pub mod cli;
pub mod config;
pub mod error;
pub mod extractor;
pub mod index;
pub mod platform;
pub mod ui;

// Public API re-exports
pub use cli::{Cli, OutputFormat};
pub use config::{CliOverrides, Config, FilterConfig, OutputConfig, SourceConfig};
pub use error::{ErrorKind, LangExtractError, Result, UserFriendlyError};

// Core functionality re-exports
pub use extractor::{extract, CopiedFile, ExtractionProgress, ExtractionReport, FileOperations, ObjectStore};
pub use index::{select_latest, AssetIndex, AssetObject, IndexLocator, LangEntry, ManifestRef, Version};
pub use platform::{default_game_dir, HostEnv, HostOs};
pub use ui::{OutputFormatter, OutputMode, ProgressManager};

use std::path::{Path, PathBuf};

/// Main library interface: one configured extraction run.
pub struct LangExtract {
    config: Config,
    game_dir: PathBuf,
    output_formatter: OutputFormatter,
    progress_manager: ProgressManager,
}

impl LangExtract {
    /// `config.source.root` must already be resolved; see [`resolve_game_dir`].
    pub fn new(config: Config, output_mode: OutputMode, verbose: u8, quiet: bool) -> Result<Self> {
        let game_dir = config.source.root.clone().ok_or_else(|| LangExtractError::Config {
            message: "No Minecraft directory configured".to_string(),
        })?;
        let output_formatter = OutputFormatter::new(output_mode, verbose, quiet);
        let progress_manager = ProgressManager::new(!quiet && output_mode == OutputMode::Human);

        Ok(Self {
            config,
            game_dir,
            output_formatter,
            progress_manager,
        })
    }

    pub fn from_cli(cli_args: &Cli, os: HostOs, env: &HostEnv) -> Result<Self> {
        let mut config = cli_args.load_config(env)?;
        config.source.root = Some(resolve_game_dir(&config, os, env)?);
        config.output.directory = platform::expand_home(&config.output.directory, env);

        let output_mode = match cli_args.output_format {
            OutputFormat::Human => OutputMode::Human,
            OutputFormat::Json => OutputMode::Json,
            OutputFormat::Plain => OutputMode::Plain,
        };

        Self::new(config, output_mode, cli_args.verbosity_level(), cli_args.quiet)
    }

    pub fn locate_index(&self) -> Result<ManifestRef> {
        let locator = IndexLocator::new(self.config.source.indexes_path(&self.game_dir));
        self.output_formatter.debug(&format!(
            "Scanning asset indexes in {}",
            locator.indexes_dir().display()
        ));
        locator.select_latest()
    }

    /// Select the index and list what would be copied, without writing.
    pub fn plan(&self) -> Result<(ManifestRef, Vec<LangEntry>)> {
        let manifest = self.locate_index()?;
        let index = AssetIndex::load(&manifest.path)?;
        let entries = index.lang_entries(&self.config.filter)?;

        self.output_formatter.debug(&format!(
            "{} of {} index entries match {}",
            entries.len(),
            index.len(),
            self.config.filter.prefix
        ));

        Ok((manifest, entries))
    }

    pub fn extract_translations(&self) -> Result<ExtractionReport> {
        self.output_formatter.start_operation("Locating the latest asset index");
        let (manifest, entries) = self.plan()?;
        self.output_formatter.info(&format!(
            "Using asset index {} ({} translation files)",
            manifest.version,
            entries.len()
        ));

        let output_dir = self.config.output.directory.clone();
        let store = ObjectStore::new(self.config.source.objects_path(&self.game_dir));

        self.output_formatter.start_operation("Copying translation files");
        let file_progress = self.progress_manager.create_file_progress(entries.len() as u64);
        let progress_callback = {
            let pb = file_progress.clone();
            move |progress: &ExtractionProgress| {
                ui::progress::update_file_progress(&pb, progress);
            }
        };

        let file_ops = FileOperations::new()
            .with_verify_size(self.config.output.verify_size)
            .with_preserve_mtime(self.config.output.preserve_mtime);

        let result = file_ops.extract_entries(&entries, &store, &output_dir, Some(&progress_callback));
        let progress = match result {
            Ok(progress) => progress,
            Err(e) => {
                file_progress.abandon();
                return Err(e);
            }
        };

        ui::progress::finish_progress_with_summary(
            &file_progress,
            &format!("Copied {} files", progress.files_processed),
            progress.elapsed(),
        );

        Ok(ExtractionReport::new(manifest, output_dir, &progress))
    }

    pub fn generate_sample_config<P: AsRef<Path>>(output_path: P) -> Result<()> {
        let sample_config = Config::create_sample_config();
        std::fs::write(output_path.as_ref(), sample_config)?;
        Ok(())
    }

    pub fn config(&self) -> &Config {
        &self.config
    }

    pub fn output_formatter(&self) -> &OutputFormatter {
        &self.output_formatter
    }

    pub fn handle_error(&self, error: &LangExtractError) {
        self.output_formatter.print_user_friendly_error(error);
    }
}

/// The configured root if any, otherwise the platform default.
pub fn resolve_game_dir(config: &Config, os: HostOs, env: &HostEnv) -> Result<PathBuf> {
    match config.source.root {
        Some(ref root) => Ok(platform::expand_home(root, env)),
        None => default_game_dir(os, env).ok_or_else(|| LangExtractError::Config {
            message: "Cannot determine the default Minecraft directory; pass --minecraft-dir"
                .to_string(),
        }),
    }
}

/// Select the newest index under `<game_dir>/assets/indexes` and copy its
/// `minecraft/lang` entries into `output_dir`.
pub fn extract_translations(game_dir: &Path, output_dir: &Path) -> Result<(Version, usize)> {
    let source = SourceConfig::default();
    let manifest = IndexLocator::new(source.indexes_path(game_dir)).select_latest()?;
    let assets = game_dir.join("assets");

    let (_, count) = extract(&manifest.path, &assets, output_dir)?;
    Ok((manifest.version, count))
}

◆ ◆ ◆ ◆ ◆

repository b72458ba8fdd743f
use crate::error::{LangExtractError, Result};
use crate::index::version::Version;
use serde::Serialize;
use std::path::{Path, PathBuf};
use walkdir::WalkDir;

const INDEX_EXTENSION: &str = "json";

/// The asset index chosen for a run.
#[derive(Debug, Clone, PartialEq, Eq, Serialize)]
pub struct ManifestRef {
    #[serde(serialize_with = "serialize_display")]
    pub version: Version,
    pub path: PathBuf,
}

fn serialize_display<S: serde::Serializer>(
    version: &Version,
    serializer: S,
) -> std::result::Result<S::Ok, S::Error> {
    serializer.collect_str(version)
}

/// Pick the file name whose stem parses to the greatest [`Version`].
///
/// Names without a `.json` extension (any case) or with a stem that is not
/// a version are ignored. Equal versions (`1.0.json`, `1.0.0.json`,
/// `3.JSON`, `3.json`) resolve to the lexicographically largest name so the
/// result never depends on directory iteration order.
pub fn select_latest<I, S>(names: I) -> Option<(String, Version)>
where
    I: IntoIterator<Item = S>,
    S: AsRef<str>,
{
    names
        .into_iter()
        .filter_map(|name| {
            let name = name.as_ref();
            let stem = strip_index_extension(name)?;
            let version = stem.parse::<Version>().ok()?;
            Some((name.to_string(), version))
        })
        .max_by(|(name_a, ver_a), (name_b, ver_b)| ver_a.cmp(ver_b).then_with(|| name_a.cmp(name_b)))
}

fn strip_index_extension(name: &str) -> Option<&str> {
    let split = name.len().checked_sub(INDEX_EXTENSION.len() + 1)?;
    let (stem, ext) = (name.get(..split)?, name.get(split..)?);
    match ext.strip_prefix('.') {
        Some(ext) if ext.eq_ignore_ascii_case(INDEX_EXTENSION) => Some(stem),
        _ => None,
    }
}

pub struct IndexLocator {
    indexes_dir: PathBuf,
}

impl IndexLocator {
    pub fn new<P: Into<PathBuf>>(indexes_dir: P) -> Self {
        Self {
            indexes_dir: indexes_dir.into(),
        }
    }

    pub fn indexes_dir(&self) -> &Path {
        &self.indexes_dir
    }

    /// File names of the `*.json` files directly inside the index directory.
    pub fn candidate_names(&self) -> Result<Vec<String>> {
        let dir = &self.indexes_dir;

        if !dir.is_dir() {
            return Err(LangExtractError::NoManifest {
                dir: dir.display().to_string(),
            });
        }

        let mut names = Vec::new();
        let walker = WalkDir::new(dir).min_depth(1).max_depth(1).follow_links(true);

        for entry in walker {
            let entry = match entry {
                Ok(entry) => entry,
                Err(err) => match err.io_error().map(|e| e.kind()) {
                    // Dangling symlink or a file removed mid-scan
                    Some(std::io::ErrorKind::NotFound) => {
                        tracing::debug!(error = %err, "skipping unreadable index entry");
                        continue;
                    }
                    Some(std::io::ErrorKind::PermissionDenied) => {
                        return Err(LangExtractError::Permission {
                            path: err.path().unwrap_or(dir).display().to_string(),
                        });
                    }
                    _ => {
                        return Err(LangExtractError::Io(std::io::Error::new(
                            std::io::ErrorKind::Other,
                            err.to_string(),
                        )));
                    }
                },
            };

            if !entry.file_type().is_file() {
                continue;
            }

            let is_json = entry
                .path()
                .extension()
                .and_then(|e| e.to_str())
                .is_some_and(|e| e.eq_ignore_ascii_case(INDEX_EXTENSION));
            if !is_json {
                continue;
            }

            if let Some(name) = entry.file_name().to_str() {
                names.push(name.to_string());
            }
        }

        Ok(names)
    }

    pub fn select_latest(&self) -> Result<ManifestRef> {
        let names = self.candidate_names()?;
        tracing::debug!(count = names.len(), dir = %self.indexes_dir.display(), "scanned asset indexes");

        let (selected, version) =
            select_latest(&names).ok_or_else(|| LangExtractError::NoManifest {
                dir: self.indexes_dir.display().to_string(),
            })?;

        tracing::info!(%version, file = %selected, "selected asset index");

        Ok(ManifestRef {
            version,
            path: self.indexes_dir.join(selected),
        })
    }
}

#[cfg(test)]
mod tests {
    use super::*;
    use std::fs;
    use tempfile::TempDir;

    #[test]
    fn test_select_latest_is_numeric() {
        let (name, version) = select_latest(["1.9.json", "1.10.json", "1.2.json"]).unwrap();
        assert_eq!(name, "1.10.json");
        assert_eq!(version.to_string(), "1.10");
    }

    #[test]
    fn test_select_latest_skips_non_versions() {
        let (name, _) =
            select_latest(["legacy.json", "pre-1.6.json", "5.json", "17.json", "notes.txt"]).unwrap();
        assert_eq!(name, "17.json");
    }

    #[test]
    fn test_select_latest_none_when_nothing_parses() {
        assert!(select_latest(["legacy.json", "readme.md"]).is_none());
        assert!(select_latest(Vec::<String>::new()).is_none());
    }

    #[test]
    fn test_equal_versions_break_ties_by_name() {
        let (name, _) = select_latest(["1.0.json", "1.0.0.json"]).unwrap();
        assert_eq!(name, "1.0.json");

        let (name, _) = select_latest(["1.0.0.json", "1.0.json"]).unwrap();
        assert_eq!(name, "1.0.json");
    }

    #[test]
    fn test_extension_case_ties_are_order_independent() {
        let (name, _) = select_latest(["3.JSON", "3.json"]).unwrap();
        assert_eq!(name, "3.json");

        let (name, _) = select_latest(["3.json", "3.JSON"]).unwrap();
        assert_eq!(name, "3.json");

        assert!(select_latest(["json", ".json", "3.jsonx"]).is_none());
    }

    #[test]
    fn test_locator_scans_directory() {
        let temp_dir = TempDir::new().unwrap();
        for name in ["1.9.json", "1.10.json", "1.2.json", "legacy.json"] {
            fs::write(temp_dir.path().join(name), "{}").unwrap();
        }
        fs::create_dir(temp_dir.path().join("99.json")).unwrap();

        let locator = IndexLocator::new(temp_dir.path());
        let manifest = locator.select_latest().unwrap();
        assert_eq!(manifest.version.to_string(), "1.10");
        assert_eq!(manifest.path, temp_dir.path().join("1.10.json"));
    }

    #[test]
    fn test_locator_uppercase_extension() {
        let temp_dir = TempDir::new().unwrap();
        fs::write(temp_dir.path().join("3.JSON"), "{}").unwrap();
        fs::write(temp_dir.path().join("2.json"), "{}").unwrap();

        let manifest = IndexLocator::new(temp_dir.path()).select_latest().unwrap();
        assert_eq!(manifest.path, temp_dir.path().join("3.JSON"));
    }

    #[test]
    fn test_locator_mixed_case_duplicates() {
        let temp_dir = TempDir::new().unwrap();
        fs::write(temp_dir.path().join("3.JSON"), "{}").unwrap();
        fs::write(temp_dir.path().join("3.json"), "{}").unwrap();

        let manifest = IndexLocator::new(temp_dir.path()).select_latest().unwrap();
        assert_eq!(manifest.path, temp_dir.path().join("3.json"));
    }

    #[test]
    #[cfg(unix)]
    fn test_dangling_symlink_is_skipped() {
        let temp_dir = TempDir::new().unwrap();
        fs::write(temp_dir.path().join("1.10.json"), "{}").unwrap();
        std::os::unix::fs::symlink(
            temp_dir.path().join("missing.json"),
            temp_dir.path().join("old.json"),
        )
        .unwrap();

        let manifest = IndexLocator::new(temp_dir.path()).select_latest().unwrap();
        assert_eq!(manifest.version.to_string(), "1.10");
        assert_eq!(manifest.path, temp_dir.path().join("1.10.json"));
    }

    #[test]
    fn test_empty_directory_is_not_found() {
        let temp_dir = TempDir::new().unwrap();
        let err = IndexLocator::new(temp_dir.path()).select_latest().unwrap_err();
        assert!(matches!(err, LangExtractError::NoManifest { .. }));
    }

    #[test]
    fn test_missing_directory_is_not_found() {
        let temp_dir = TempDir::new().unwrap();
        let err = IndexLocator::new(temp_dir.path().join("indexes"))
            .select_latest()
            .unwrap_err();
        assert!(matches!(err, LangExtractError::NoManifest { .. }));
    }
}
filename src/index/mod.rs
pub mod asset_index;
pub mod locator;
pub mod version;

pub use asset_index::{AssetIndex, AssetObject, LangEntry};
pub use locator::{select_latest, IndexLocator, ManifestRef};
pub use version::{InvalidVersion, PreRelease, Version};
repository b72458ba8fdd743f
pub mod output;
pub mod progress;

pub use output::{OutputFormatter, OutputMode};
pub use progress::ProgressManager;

◆ ◆ ◆ ◆ ◆

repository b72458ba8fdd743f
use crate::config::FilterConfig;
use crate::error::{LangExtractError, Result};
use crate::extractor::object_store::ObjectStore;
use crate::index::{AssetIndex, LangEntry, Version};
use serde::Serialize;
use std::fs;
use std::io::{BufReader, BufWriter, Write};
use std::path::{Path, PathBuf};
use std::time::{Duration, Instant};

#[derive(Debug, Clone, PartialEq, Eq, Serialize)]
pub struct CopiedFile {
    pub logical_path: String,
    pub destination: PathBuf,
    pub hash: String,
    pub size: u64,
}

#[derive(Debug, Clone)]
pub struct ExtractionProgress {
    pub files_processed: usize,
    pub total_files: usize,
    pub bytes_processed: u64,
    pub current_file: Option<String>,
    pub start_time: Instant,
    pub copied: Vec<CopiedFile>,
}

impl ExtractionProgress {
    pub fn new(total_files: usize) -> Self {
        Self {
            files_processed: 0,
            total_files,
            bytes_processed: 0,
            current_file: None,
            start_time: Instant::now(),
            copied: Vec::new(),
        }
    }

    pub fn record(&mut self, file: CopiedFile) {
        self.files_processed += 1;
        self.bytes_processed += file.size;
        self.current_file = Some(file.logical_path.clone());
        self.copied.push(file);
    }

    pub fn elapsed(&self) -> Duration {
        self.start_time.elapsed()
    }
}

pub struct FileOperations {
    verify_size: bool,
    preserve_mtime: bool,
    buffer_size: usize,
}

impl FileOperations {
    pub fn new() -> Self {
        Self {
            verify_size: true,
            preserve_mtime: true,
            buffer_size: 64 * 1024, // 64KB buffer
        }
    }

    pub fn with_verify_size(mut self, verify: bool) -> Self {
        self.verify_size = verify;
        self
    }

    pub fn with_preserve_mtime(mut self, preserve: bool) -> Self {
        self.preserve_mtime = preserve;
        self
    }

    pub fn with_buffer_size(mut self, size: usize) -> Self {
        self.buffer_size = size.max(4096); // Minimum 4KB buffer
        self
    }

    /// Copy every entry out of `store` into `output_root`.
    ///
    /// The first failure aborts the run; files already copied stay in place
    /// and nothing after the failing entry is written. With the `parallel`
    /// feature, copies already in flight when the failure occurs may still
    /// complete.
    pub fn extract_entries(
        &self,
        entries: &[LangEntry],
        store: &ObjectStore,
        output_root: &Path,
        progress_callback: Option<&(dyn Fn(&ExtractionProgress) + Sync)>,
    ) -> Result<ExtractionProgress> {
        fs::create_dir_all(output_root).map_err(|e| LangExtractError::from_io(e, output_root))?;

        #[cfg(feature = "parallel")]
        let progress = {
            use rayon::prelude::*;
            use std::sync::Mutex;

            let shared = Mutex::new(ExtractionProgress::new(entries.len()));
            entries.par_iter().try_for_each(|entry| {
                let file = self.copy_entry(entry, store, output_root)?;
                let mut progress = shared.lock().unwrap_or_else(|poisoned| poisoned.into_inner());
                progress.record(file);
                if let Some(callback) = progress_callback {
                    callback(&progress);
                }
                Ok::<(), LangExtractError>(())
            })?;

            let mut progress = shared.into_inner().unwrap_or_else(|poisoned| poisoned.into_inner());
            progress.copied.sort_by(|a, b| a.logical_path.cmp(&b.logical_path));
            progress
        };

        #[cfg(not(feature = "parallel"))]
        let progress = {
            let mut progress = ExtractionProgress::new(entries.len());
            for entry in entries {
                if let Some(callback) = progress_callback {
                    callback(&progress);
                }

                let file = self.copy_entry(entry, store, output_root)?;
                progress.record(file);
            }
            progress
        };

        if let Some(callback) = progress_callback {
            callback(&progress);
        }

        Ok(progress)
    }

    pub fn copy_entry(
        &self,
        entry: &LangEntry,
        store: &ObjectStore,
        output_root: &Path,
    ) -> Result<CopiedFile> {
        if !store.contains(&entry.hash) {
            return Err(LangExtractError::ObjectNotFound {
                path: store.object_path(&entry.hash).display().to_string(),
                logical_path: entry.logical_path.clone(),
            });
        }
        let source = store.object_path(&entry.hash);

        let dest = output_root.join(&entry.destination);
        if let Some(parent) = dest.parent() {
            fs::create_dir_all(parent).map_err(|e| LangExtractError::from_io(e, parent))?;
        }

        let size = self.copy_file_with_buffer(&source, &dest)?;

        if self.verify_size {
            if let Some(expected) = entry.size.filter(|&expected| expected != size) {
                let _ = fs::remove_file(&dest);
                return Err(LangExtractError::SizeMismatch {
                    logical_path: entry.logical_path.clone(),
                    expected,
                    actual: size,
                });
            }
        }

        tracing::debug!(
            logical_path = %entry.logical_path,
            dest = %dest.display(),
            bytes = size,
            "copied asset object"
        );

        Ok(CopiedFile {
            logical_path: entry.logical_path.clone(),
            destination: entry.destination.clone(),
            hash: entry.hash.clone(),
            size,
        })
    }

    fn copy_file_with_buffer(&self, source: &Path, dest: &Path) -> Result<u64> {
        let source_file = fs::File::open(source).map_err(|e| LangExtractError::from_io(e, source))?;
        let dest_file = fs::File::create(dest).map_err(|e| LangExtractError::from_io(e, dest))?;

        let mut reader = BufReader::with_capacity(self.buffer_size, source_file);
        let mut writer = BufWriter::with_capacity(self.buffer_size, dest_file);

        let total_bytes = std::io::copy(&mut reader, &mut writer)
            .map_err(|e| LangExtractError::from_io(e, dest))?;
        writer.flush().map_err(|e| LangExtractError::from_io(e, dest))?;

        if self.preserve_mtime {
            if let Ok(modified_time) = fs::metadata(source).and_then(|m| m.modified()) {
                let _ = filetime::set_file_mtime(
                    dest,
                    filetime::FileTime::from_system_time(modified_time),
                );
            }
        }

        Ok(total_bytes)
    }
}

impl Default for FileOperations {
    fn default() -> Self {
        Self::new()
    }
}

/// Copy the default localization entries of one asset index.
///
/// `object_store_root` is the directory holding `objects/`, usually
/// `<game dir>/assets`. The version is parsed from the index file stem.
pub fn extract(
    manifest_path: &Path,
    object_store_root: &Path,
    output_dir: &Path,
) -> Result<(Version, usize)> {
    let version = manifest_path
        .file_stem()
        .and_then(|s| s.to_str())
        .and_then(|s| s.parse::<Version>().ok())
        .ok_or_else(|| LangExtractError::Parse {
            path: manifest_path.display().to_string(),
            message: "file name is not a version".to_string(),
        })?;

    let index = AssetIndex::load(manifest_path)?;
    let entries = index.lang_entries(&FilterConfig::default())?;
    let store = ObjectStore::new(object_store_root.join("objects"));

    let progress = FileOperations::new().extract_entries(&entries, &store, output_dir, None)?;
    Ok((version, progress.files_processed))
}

◆ ◆ ◆ ◆ ◆

Using the entries above, say how many lines include the word "crate", with no other output.

6